Problem description: Note each line of the listing that contains the string "title", and copy it.

Recorded information:

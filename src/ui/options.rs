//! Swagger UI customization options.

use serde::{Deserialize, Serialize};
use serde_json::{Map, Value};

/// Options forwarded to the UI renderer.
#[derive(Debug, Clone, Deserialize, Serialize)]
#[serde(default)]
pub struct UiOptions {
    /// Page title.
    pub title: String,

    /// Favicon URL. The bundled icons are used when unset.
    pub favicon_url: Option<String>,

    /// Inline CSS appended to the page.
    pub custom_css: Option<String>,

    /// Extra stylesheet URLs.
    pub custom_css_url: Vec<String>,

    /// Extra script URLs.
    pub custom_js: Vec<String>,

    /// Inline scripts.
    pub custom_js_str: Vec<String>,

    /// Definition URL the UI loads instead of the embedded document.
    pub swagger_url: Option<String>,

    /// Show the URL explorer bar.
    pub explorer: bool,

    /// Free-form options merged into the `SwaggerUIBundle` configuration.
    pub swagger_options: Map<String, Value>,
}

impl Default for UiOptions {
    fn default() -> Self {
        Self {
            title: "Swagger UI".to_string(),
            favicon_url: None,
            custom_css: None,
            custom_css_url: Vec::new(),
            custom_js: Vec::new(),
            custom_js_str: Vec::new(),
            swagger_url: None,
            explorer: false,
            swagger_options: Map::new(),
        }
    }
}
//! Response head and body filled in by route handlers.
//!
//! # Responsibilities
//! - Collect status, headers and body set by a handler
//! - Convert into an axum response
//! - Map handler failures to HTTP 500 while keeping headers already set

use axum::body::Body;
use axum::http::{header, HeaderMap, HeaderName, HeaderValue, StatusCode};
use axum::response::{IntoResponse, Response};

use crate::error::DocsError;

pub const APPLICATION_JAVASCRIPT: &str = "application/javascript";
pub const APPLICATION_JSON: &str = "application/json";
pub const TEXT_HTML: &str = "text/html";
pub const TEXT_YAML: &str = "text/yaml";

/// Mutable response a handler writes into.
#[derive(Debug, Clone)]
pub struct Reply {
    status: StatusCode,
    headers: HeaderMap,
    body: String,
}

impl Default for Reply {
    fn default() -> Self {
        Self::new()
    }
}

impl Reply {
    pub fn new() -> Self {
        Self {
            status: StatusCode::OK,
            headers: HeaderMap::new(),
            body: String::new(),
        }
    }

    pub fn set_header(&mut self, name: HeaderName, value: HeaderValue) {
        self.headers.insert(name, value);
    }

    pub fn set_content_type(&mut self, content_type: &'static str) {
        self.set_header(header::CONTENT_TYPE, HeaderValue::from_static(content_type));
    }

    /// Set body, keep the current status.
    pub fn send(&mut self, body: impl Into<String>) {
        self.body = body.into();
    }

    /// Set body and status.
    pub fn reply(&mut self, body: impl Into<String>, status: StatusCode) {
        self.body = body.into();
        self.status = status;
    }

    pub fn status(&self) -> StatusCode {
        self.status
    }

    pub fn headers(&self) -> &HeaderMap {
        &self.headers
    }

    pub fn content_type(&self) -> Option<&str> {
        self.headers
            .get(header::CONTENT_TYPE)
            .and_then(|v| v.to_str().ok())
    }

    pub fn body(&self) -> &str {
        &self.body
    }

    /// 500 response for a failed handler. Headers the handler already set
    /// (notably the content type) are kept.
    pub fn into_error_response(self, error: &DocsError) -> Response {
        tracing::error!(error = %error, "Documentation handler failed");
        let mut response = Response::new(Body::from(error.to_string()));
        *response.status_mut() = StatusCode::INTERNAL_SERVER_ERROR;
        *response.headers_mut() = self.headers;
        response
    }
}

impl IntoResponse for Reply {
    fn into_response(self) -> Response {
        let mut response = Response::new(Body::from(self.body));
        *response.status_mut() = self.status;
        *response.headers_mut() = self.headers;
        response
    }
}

---

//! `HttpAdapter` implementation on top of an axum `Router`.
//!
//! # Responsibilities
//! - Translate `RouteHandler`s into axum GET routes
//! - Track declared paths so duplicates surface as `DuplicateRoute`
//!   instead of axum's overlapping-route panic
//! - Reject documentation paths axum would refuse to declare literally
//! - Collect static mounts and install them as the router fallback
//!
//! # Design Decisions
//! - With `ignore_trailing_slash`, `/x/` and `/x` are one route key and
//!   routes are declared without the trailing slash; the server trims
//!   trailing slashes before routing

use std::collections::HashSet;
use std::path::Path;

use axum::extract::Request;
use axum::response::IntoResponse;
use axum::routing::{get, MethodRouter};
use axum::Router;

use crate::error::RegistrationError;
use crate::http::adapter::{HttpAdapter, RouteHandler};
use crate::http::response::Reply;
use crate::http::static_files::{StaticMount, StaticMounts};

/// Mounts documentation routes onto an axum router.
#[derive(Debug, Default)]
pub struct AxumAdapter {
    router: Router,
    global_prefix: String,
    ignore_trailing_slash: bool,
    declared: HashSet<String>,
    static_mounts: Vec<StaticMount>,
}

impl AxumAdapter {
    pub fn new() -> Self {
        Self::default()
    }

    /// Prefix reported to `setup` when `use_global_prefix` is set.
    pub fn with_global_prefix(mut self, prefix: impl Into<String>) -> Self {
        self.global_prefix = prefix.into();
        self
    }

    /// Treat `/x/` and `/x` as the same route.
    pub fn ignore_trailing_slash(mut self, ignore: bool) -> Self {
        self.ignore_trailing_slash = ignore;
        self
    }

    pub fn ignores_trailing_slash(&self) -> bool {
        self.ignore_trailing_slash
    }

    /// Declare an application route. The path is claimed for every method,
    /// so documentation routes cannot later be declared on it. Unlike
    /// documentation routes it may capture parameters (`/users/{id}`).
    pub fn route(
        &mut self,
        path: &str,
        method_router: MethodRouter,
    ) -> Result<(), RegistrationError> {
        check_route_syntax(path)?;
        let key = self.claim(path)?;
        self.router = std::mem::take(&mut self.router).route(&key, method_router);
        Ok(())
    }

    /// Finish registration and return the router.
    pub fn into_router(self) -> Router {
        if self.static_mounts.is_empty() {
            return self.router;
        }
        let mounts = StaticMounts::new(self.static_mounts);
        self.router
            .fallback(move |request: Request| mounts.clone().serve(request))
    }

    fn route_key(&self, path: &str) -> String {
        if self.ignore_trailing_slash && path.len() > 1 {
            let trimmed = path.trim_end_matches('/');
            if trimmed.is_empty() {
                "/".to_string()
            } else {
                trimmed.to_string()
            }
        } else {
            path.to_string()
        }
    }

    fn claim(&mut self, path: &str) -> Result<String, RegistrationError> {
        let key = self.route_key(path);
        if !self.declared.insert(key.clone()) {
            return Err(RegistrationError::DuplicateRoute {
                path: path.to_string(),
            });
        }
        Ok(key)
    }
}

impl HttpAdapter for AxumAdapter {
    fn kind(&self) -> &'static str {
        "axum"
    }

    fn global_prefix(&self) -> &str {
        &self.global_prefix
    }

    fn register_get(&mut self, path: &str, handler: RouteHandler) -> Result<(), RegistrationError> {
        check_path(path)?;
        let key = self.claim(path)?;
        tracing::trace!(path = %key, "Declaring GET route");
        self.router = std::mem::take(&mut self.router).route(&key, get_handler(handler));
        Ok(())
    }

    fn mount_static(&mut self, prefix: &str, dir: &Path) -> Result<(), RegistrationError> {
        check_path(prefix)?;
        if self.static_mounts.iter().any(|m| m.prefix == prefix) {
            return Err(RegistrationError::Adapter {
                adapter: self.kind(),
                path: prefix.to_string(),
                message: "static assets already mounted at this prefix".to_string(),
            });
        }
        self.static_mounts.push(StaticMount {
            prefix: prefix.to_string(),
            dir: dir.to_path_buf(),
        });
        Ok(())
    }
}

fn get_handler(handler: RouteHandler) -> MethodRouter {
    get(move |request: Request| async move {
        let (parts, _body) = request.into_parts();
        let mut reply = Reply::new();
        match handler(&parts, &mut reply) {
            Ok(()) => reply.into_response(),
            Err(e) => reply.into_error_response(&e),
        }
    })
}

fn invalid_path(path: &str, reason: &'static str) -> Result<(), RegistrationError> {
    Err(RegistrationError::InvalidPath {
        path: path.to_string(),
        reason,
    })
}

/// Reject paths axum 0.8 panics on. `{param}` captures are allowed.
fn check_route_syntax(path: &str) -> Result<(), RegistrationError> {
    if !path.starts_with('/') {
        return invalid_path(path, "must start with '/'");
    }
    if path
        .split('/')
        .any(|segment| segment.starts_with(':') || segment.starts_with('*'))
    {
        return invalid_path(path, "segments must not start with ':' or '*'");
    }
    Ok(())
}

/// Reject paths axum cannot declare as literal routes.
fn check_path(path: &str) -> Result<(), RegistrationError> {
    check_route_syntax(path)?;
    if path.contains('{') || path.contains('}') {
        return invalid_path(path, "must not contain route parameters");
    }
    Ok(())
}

Solved exercise:
    /// Page title.
    pub title: String,
            title: "Swagger UI".to_string(),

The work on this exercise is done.